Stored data
────────────────────

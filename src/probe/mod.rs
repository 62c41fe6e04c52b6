//! Latency probing.
//!
//! A [`Prober`] performs exactly one latency measurement against a target.
//! Retry and alerting policy belong to the sampler, not to probers.

mod system;

pub use system::{parse_latency, SystemPing};

use std::fmt::Debug;

use async_trait::async_trait;
use thiserror::Error;

/// Why a single probe produced no latency.
///
/// The sampler records every variant the same way (a `0` sample); the
/// distinction only shows up in logs.
#[derive(Debug, Error)]
pub enum ProbeError {
    /// The ping utility could not be started.
    #[error("failed to run ping: {0}")]
    Spawn(#[from] std::io::Error),

    /// The ping utility did not finish within the probe timeout.
    #[error("ping timed out")]
    Timeout,

    /// The ping utility exited unsuccessfully (unreachable host, bad target...).
    #[error("ping exited with status {0:?}")]
    Unsuccessful(Option<i32>),

    /// The output carried no parseable `time=` value.
    #[error("no latency found in ping output")]
    NoLatency,
}

/// Measures round-trip latency to a target host.
#[async_trait]
pub trait Prober: Send + Sync + Debug {
    /// Issue one echo request and return the round-trip time in milliseconds.
    async fn measure(&self, target: &str) -> Result<f64, ProbeError>;
}
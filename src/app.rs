//! Application state and user actions.

use std::path::{Path, PathBuf};
use std::time::{Duration, Instant};

use tokio::sync::mpsc;
use tracing::{info, warn};

use crate::config::Settings;
use crate::data::{ChartData, SeriesStats};
use crate::export::{self, ExportError, ExportKind, ImageOptions};
use crate::sampler::{Sampler, SamplerEvent, SessionState};
use crate::ui::Theme;

/// How long a status message stays in the status bar.
const STATUS_MESSAGE_TTL: Duration = Duration::from_secs(3);

/// The two text inputs.
#[derive(Debug, Clone, Copy, PartialEq, Eq)]
pub enum Field {
    Target,
    Interval,
}

impl Field {
    /// Move focus to the other input.
    pub fn next(self) -> Self {
        match self {
            Field::Target => Field::Interval,
            Field::Interval => Field::Target,
        }
    }

    pub fn label(&self) -> &'static str {
        match self {
            Field::Target => "Target",
            Field::Interval => "Interval (s)",
        }
    }
}

/// Main application state.
pub struct App {
    pub running: bool,
    pub show_help: bool,
    /// Pending consecutive-failure alert, shown as a modal until dismissed.
    pub alert: Option<String>,

    // Inputs
    pub target_input: String,
    pub interval_input: String,
    pub focus: Field,
    pub editing: bool,

    // Sampling
    sampler: Sampler,
    events: mpsc::UnboundedReceiver<SamplerEvent>,
    pub chart: ChartData,
    pub stats: SeriesStats,
    pub last_sample_at: Option<Instant>,

    // Export
    pub export_dir: PathBuf,
    pub image_size: (u32, u32),

    // UI
    pub theme: Theme,
    pub status_message: Option<(String, Instant)>,
}

impl App {
    /// Create the application around an idle sampler.
    pub fn new(
        sampler: Sampler,
        events: mpsc::UnboundedReceiver<SamplerEvent>,
        settings: &Settings,
        theme: Theme,
    ) -> Self {
        let session = sampler.session();
        Self {
            running: true,
            show_help: false,
            alert: None,
            target_input: session.target,
            interval_input: settings.interval_text(),
            focus: Field::Target,
            editing: false,
            sampler,
            events,
            chart: ChartData::from_samples(&[]),
            stats: SeriesStats::default(),
            last_sample_at: None,
            export_dir: settings.export_dir.clone(),
            image_size: (settings.image_width, settings.image_height),
            theme,
            status_message: None,
        }
    }

    /// Current session state.
    pub fn session(&self) -> SessionState {
        self.sampler.session()
    }

    pub fn sampler_mut(&mut self) -> &mut Sampler {
        &mut self.sampler
    }

    /// Set a temporary status message that will be shown for a few seconds.
    pub fn set_status_message(&mut self, message: String) {
        self.status_message = Some((message, Instant::now()));
    }

    /// Get the current status message if it hasn't expired.
    pub fn get_status_message(&self) -> Option<&str> {
        if let Some((msg, time)) = &self.status_message {
            if time.elapsed() < STATUS_MESSAGE_TTL {
                return Some(msg);
            }
        }
        None
    }

    /// Start sampling with the current input values.
    pub fn start(&mut self) {
        self.editing = false;
        let target = self.target_input.trim().to_string();
        match self.sampler.start(&target, &self.interval_input) {
            Ok(true) => {
                self.refresh_chart();
                self.set_status_message(format!("Pinging {}", target));
            }
            Ok(false) => self.set_status_message("Already running".to_string()),
            Err(e) => {
                warn!(error = %e, "start rejected");
                self.set_status_message(format!("Error: {}", e));
            }
        }
    }

    /// Stop sampling; the chart keeps the finished session.
    pub fn stop(&mut self) {
        if self.sampler.stop() {
            self.set_status_message("Stopped".to_string());
        }
    }

    /// Drain sampler notifications.
    ///
    /// Returns `true` if anything changed and the screen should be redrawn.
    pub fn poll_events(&mut self) -> bool {
        let mut changed = false;
        while let Ok(event) = self.events.try_recv() {
            changed = true;
            match event {
                SamplerEvent::Sample { .. } => {
                    self.last_sample_at = Some(Instant::now());
                }
                SamplerEvent::Alert { failures } => {
                    self.alert = Some(format!("{} consecutive ping failures.", failures));
                }
            }
        }
        if changed {
            self.refresh_chart();
        }
        changed
    }

    /// Rebuild the chart and statistics from the full series.
    pub fn refresh_chart(&mut self) {
        let samples = self.sampler.series().snapshot();
        self.chart = ChartData::from_samples(&samples);
        self.stats = SeriesStats::from_samples(&samples);
    }

    fn image_options(&self) -> ImageOptions {
        ImageOptions {
            width: self.image_size.0,
            height: self.image_size.1,
            style: self.theme.image_style(),
        }
    }

    /// Export the series to `path` in the given format.
    pub fn export_to(&self, kind: ExportKind, path: &Path) -> Result<(), ExportError> {
        let samples = self.sampler.series().snapshot();
        match kind {
            ExportKind::Image => export::export_image(&samples, path, &self.image_options()),
            ExportKind::Table => export::export_table(&samples, path),
        }
    }

    /// Export to a time-stamped file in the export directory and report the outcome.
    pub fn export(&mut self, kind: ExportKind) -> Option<PathBuf> {
        let path = kind.default_path(&self.export_dir);
        match self.export_to(kind, &path) {
            Ok(()) => {
                info!(path = %path.display(), "export finished");
                self.set_status_message(format!("Exported to {}", path.display()));
                Some(path)
            }
            Err(e) => {
                warn!(error = %e, "export failed");
                self.set_status_message(format!("Export failed: {}", e));
                None
            }
        }
    }

    /// Enter edit mode for the focused input.
    pub fn start_editing(&mut self) {
        self.editing = true;
    }

    /// Leave edit mode, keeping the text.
    pub fn finish_editing(&mut self) {
        self.editing = false;
    }

    pub fn focus_next(&mut self) {
        self.focus = self.focus.next();
    }

    fn focused_input(&mut self) -> &mut String {
        match self.focus {
            Field::Target => &mut self.target_input,
            Field::Interval => &mut self.interval_input,
        }
    }

    /// Append a character to the focused input.
    pub fn input_push(&mut self, c: char) {
        self.focused_input().push(c);
    }

    /// Remove the last character of the focused input.
    pub fn input_pop(&mut self) {
        self.focused_input().pop();
    }

    pub fn dismiss_alert(&mut self) {
        self.alert = None;
    }

    pub fn toggle_help(&mut self) {
        self.show_help = !self.show_help;
    }

    pub fn toggle_theme(&mut self) {
        self.theme = self.theme.toggled();
    }

    /// Signal the application to quit; the sampling loop is stopped first.
    pub fn quit(&mut self) {
        self.sampler.stop();
        self.running = false;
    }
}

#[cfg(test)]
mod tests {
    use super::*;
    use crate::data::Series;
    use crate::probe::{ProbeError, Prober};
    use crate::sampler::SamplerOptions;
    use async_trait::async_trait;
    use std::sync::Arc;
    use tempfile::TempDir;
    use tokio::runtime::Handle;

    #[derive(Debug)]
    struct Unreachable;

    #[async_trait]
    impl Prober for Unreachable {
        async fn measure(&self, _target: &str) -> Result<f64, ProbeError> {
            Err(ProbeError::Unsuccessful(Some(1)))
        }
    }

    fn app(export_dir: &Path) -> App {
        let settings = Settings {
            export_dir: export_dir.to_path_buf(),
            image_width: 200,
            image_height: 120,
            ..Settings::default()
        };
        let (sampler, events) = Sampler::new(
            Arc::new(Unreachable),
            Series::new(),
            SamplerOptions::from(&settings),
            Handle::current(),
        );
        App::new(sampler, events, &settings, Theme::light())
    }

    #[tokio::test]
    async fn test_inputs_prefilled_from_settings() {
        let dir = TempDir::new().unwrap();
        let app = app(dir.path());
        assert_eq!(app.target_input, "8.8.8.8");
        assert_eq!(app.interval_input, "2");
        assert!(!app.session().enabled);
    }

    #[tokio::test]
    async fn test_invalid_interval_reports_error() {
        let dir = TempDir::new().unwrap();
        let mut app = app(dir.path());
        app.interval_input = "abc".to_string();

        app.start();

        assert!(!app.session().enabled);
        assert!(app.get_status_message().unwrap().contains("invalid interval"));
    }

    #[tokio::test]
    async fn test_export_empty_series_fails() {
        let dir = TempDir::new().unwrap();
        let mut app = app(dir.path());

        assert!(app.export(ExportKind::Table).is_none());
        assert!(app.export(ExportKind::Image).is_none());
        assert_eq!(std::fs::read_dir(dir.path()).unwrap().count(), 0);
        assert!(app.get_status_message().unwrap().contains("no data"));
    }

    #[tokio::test(start_paused = true)]
    async fn test_failures_raise_alert_and_export() {
        let dir = TempDir::new().unwrap();
        let mut app = app(dir.path());
        app.interval_input = "1".to_string();
        app.start();
        assert!(app.session().enabled);

        while app.alert.is_none() {
            tokio::time::sleep(Duration::from_millis(100)).await;
            app.poll_events();
        }
        app.quit();
        assert!(!app.running);
        app.sampler_mut().shutdown().await;
        app.poll_events();

        assert_eq!(app.alert.as_deref(), Some("3 consecutive ping failures."));
        assert_eq!(app.stats.failures, app.stats.count);
        assert_eq!(app.chart.points.len(), 3);

        let path = app.export(ExportKind::Table).unwrap();
        assert_eq!(export::read_table(&path).unwrap(), vec![0.0, 0.0, 0.0]);
        let png = app.export(ExportKind::Image).unwrap();
        assert!(png.exists());
    }

    #[tokio::test]
    async fn test_editing_focused_input() {
        let dir = TempDir::new().unwrap();
        let mut app = app(dir.path());
        app.focus_next();
        app.start_editing();
        app.input_pop();
        app.input_push('5');
        app.finish_editing();
        assert_eq!(app.interval_input, "5");
        assert_eq!(app.target_input, "8.8.8.8");
    }
}
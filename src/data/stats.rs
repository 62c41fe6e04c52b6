//! Summary statistics over a latency series.

use super::series::FAILED_SAMPLE;

/// Aggregates shown in the header: counts, loss and latency spread.
///
/// Failed samples count towards `failures` and `loss_percent` but are
/// excluded from `min`/`avg`/`max`.
#[derive(Debug, Clone, Default, PartialEq)]
pub struct SeriesStats {
    pub count: usize,
    pub failures: usize,
    pub loss_percent: f64,
    pub min: Option<f64>,
    pub avg: Option<f64>,
    pub max: Option<f64>,
    pub last: Option<f64>,
}

impl SeriesStats {
    /// Compute statistics for a slice of samples.
    pub fn from_samples(samples: &[f64]) -> Self {
        if samples.is_empty() {
            return Self::default();
        }

        let replies: Vec<f64> = samples.iter().copied().filter(|&v| v != FAILED_SAMPLE).collect();
        let failures = samples.len() - replies.len();

        let (min, max, avg) = if replies.is_empty() {
            (None, None, None)
        } else {
            let min = replies.iter().copied().fold(f64::INFINITY, f64::min);
            let max = replies.iter().copied().fold(f64::NEG_INFINITY, f64::max);
            let avg = replies.iter().sum::<f64>() / replies.len() as f64;
            (Some(min), Some(max), Some(avg))
        };

        Self {
            count: samples.len(),
            failures,
            loss_percent: failures as f64 / samples.len() as f64 * 100.0,
            min,
            avg,
            max,
            last: samples.last().copied(),
        }
    }
}

/// Format an optional latency for display ("-" when absent).
pub fn format_latency(value: Option<f64>) -> String {
    match value {
        Some(v) => format!("{:.1}ms", v),
        None => "-".to_string(),
    }
}

#[cfg(test)]
mod tests {
    use super::*;

    #[test]
    fn test_empty_series() {
        let stats = SeriesStats::from_samples(&[]);
        assert_eq!(stats.count, 0);
        assert_eq!(stats.loss_percent, 0.0);
        assert!(stats.avg.is_none());
    }

    #[test]
    fn test_failures_excluded_from_spread() {
        let stats = SeriesStats::from_samples(&[50.0, 0.0, 12.5, 20.5]);
        assert_eq!(stats.count, 4);
        assert_eq!(stats.failures, 1);
        assert_eq!(stats.loss_percent, 25.0);
        assert_eq!(stats.min, Some(12.5));
        assert_eq!(stats.max, Some(50.0));
        assert_eq!(stats.avg, Some(27.666666666666668));
        assert_eq!(stats.last, Some(20.5));
    }

    #[test]
    fn test_all_failures() {
        let stats = SeriesStats::from_samples(&[0.0, 0.0, 0.0]);
        assert_eq!(stats.failures, 3);
        assert_eq!(stats.loss_percent, 100.0);
        assert!(stats.min.is_none());
        assert_eq!(stats.last, Some(0.0));
    }

    #[test]
    fn test_format_latency() {
        assert_eq!(format_latency(Some(12.345)), "12.3ms");
        assert_eq!(format_latency(None), "-");
    }
}
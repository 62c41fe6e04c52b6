//! Latency data and the models derived from it.
//!
//! ## Submodules
//!
//! - [`series`]: The shared, append-only [`Series`] of samples
//! - [`stats`]: Count, loss and min/avg/max over a series ([`SeriesStats`])
//! - [`chart`]: Points and fitted axis bounds for drawing ([`ChartData`])
//!
//! ## Data Flow
//!
//! ```text
//! Sampler tick ──▶ Series::push()
//!                      │
//!                      ├──▶ ChartData::from_samples()  (live chart, PNG export)
//!                      ├──▶ SeriesStats::from_samples() (header)
//!                      └──▶ export_table()              (CSV export)
//! ```

pub mod chart;
pub mod series;
pub mod stats;

pub use chart::ChartData;
pub use series::{Series, FAILED_SAMPLE};
pub use stats::SeriesStats;
//! Live latency chart.
//!
//! Redraws the whole line from [`App::chart`] each frame; the axes follow the
//! bounds computed from the current series.

use ratatui::{
    layout::{Alignment, Rect},
    style::{Modifier, Style},
    symbols,
    text::{Line, Span},
    widgets::{Axis, Block, Borders, Chart, Dataset, GraphType, Paragraph},
    Frame,
};

use crate::app::App;
use crate::data::chart::{SERIES_LABEL, X_TITLE, Y_TITLE};

/// Render the latency chart, or a hint when there is nothing to plot yet.
pub fn render(frame: &mut Frame, app: &App, area: Rect) {
    let block = Block::default()
        .title(format!(" {} ", SERIES_LABEL))
        .borders(Borders::ALL)
        .border_type(app.theme.border_type)
        .border_style(Style::default().fg(app.theme.border));

    if app.chart.is_empty() {
        let hint = Paragraph::new("No samples yet. Press s to start pinging.")
            .alignment(Alignment::Center)
            .style(Style::default().add_modifier(Modifier::DIM))
            .block(block);
        frame.render_widget(hint, area);
        return;
    }

    let dataset = Dataset::default()
        .name(SERIES_LABEL)
        .marker(symbols::Marker::Braille)
        .graph_type(GraphType::Line)
        .style(Style::default().fg(app.theme.line))
        .data(&app.chart.points);

    let axis_style = Style::default().fg(app.theme.axis);
    let x_labels: Vec<Span> = app.chart.x_labels().into_iter().map(Span::raw).collect();
    let y_labels: Vec<Span> = app.chart.y_labels().into_iter().map(Span::raw).collect();

    let chart = Chart::new(vec![dataset])
        .block(block)
        .x_axis(
            Axis::default()
                .title(Line::from(X_TITLE))
                .style(axis_style)
                .bounds(app.chart.x_bounds)
                .labels(x_labels),
        )
        .y_axis(
            Axis::default()
                .title(Line::from(Y_TITLE))
                .style(axis_style)
                .bounds(app.chart.y_bounds)
                .labels(y_labels),
        );

    frame.render_widget(chart, area);
}

#[cfg(test)]
mod tests {
    use super::*;
    use ratatui::{backend::TestBackend, Terminal};

    use crate::config::Settings;
    use crate::data::Series;
    use crate::probe::{ProbeError, Prober};
    use crate::sampler::{Sampler, SamplerOptions};
    use crate::ui::Theme;
    use async_trait::async_trait;
    use std::sync::Arc;
    use tokio::runtime::Handle;

    #[derive(Debug)]
    struct Never;

    #[async_trait]
    impl Prober for Never {
        async fn measure(&self, _target: &str) -> Result<f64, ProbeError> {
            Err(ProbeError::Timeout)
        }
    }

    fn app_with(samples: Vec<f64>) -> App {
        let settings = Settings::default();
        let (sampler, events) = Sampler::new(
            Arc::new(Never),
            Series::from_samples(samples),
            SamplerOptions::from(&settings),
            Handle::current(),
        );
        let mut app = App::new(sampler, events, &settings, Theme::dark());
        app.refresh_chart();
        app
    }

    fn rendered_text(app: &App) -> String {
        let mut terminal = Terminal::new(TestBackend::new(80, 24)).unwrap();
        terminal.draw(|frame| crate::ui::draw(frame, app)).unwrap();
        let buffer = terminal.backend().buffer();
        buffer.content().iter().map(|cell| cell.symbol()).collect()
    }

    #[tokio::test]
    async fn test_empty_chart_shows_hint() {
        let text = rendered_text(&app_with(Vec::new()));
        assert!(text.contains("No samples yet"));
    }

    #[tokio::test]
    async fn test_chart_renders_axes() {
        let text = rendered_text(&app_with(vec![10.0, 0.0, 30.0]));
        assert!(text.contains("Latency (ms)"));
        assert!(text.contains("Requests"));
        assert!(!text.contains("No samples yet"));
    }
}
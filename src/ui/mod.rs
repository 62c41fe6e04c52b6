//! Terminal UI rendering using ratatui.
//!
//! ## Submodules
//!
//! - [`chart`]: The live latency line chart
//! - [`common`]: Shared components (header, inputs, status bar, help and alert overlays)
//! - [`theme`]: Light/dark theme support with terminal auto-detection
//!
//! ## Rendering Architecture
//!
//! ```text
//! ┌──────────────────────────────────────┐
//! │ Header (common::render_header)       │
//! ├──────────────────────────────────────┤
//! │ Inputs (common::render_inputs)       │
//! ├──────────────────────────────────────┤
//! │                                      │
//! │ Latency chart (chart::render)        │
//! │                                      │
//! ├──────────────────────────────────────┤
//! │ Status Bar (common::render_status)   │
//! └──────────────────────────────────────┘
//!         ↑
//!    Overlays rendered on top:
//!    - common::render_alert
//!    - common::render_help
//! ```

pub mod chart;
pub mod common;
pub mod theme;

pub use theme::{Theme, ThemeKind};

use ratatui::{
    layout::{Constraint, Layout},
    Frame,
};

use crate::app::App;

/// Minimum terminal size for usable display.
pub const MIN_WIDTH: u16 = 60;
pub const MIN_HEIGHT: u16 = 14;

/// Draw one full frame.
pub fn draw(frame: &mut Frame, app: &App) {
    let area = frame.area();

    if area.width < MIN_WIDTH || area.height < MIN_HEIGHT {
        common::render_too_small(frame, area);
        return;
    }

    let chunks = Layout::vertical([
        Constraint::Length(1), // Header bar
        Constraint::Length(3), // Inputs
        Constraint::Min(8),    // Chart
        Constraint::Length(1), // Status bar
    ])
    .split(area);

    common::render_header(frame, app, chunks[0]);
    common::render_inputs(frame, app, chunks[1]);
    chart::render(frame, app, chunks[2]);
    common::render_status_bar(frame, app, chunks[3]);

    if app.show_help {
        common::render_help(frame, app, area);
    }
    if app.alert.is_some() {
        common::render_alert(frame, app, area);
    }
}
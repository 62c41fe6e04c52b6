//! Minimal 3x5 bitmap font for chart labels.
//!
//! Covers digits, `A`-`Z` (lowercase is drawn as uppercase), space and
//! `.-()`. Each glyph cell is 3 pixels wide plus 1 pixel of spacing, scaled
//! by an integer factor.

use image::{Rgb, RgbImage};

/// Glyph height in unscaled pixels.
pub const GLYPH_HEIGHT: u32 = 5;

/// Horizontal advance per character in unscaled pixels.
const ADVANCE: u32 = 4;

/// Glyph rows, one byte per row, high bit on the left.
pub fn glyph(c: char) -> Option<[u8; 5]> {
    let rows = match c.to_ascii_uppercase() {
        '0' => [0b111, 0b101, 0b101, 0b101, 0b111],
        '1' => [0b010, 0b110, 0b010, 0b010, 0b111],
        '2' => [0b111, 0b001, 0b111, 0b100, 0b111],
        '3' => [0b111, 0b001, 0b111, 0b001, 0b111],
        '4' => [0b101, 0b101, 0b111, 0b001, 0b001],
        '5' => [0b111, 0b100, 0b111, 0b001, 0b111],
        '6' => [0b111, 0b100, 0b111, 0b101, 0b111],
        '7' => [0b111, 0b001, 0b010, 0b010, 0b010],
        '8' => [0b111, 0b101, 0b111, 0b101, 0b111],
        '9' => [0b111, 0b101, 0b111, 0b001, 0b111],
        'A' => [0b010, 0b101, 0b111, 0b101, 0b101],
        'B' => [0b110, 0b101, 0b110, 0b101, 0b110],
        'C' => [0b011, 0b100, 0b100, 0b100, 0b011],
        'D' => [0b110, 0b101, 0b101, 0b101, 0b110],
        'E' => [0b111, 0b100, 0b110, 0b100, 0b111],
        'F' => [0b111, 0b100, 0b110, 0b100, 0b100],
        'G' => [0b011, 0b100, 0b101, 0b101, 0b011],
        'H' => [0b101, 0b101, 0b111, 0b101, 0b101],
        'I' => [0b111, 0b010, 0b010, 0b010, 0b111],
        'J' => [0b001, 0b001, 0b001, 0b101, 0b010],
        'K' => [0b101, 0b101, 0b110, 0b101, 0b101],
        'L' => [0b100, 0b100, 0b100, 0b100, 0b111],
        'M' => [0b101, 0b111, 0b111, 0b101, 0b101],
        'N' => [0b110, 0b101, 0b101, 0b101, 0b101],
        'O' => [0b010, 0b101, 0b101, 0b101, 0b010],
        'P' => [0b110, 0b101, 0b110, 0b100, 0b100],
        'Q' => [0b010, 0b101, 0b101, 0b110, 0b011],
        'R' => [0b110, 0b101, 0b110, 0b101, 0b101],
        'S' => [0b011, 0b100, 0b010, 0b001, 0b110],
        'T' => [0b111, 0b010, 0b010, 0b010, 0b010],
        'U' => [0b101, 0b101, 0b101, 0b101, 0b111],
        'V' => [0b101, 0b101, 0b101, 0b101, 0b010],
        'W' => [0b101, 0b101, 0b111, 0b111, 0b101],
        'X' => [0b101, 0b101, 0b010, 0b101, 0b101],
        'Y' => [0b101, 0b101, 0b010, 0b010, 0b010],
        'Z' => [0b111, 0b001, 0b010, 0b100, 0b111],
        '.' => [0b000, 0b000, 0b000, 0b000, 0b010],
        '-' => [0b000, 0b000, 0b111, 0b000, 0b000],
        '(' => [0b001, 0b010, 0b010, 0b010, 0b001],
        ')' => [0b100, 0b010, 0b010, 0b010, 0b100],
        ' ' => [0; 5],
        _ => return None,
    };
    Some(rows)
}

/// Width in pixels of `text` drawn at `scale`.
pub fn text_width(text: &str, scale: u32) -> u32 {
    text.chars().count() as u32 * ADVANCE * scale
}

/// Height in pixels of a line of text drawn at `scale`.
pub fn text_height(scale: u32) -> u32 {
    GLYPH_HEIGHT * scale
}

/// Set a pixel, ignoring coordinates outside the image.
pub fn put_pixel(img: &mut RgbImage, x: i64, y: i64, color: [u8; 3]) {
    if x >= 0 && y >= 0 && (x as u32) < img.width() && (y as u32) < img.height() {
        img.put_pixel(x as u32, y as u32, Rgb(color));
    }
}

/// Draw `text` left to right with its top-left corner at `(x, y)`.
pub fn draw_text(
    img: &mut RgbImage,
    text: &str,
    x: i64,
    y: i64,
    scale: u32,
    color: [u8; 3],
) {
    let scale = scale as i64;
    let advance = ADVANCE as i64 * scale;
    for (i, c) in text.chars().enumerate() {
        let origin = x + i as i64 * advance;
        fill_glyph(c, |col, row| {
            fill_square(img, origin + col * scale, y + row * scale, scale, color);
        });
    }
}

/// Draw `text` bottom to top (rotated a quarter turn counter-clockwise) with
/// its bottom-left corner at `(x, y)`.
pub fn draw_text_up(
    img: &mut RgbImage,
    text: &str,
    x: i64,
    y: i64,
    scale: u32,
    color: [u8; 3],
) {
    let scale = scale as i64;
    let advance = ADVANCE as i64 * scale;
    for (i, c) in text.chars().enumerate() {
        let origin = y - i as i64 * advance;
        fill_glyph(c, |col, row| {
            fill_square(img, x + row * scale, origin - (col + 1) * scale, scale, color);
        });
    }
}

/// Call `plot(col, row)` for each lit cell of the glyph for `c`.
fn fill_glyph(c: char, mut plot: impl FnMut(i64, i64)) {
    let Some(rows) = glyph(c) else {
        return;
    };
    for (row, &bits) in rows.iter().enumerate() {
        for col in 0..3_i64 {
            if (bits >> (2 - col)) & 1 == 1 {
                plot(col, row as i64);
            }
        }
    }
}

fn fill_square(img: &mut RgbImage, x: i64, y: i64, size: i64, color: [u8; 3]) {
    for dy in 0..size {
        for dx in 0..size {
            put_pixel(img, x + dx, y + dy, color);
        }
    }
}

────────────────────

**Directions for this task:**
Write out each line of the data that holds the string "ImageOptions".

**Result for this task:**
use crate::export::{self, ExportError, ExportKind, ImageOptions};
    fn image_options(&self) -> ImageOptions {
        ImageOptions {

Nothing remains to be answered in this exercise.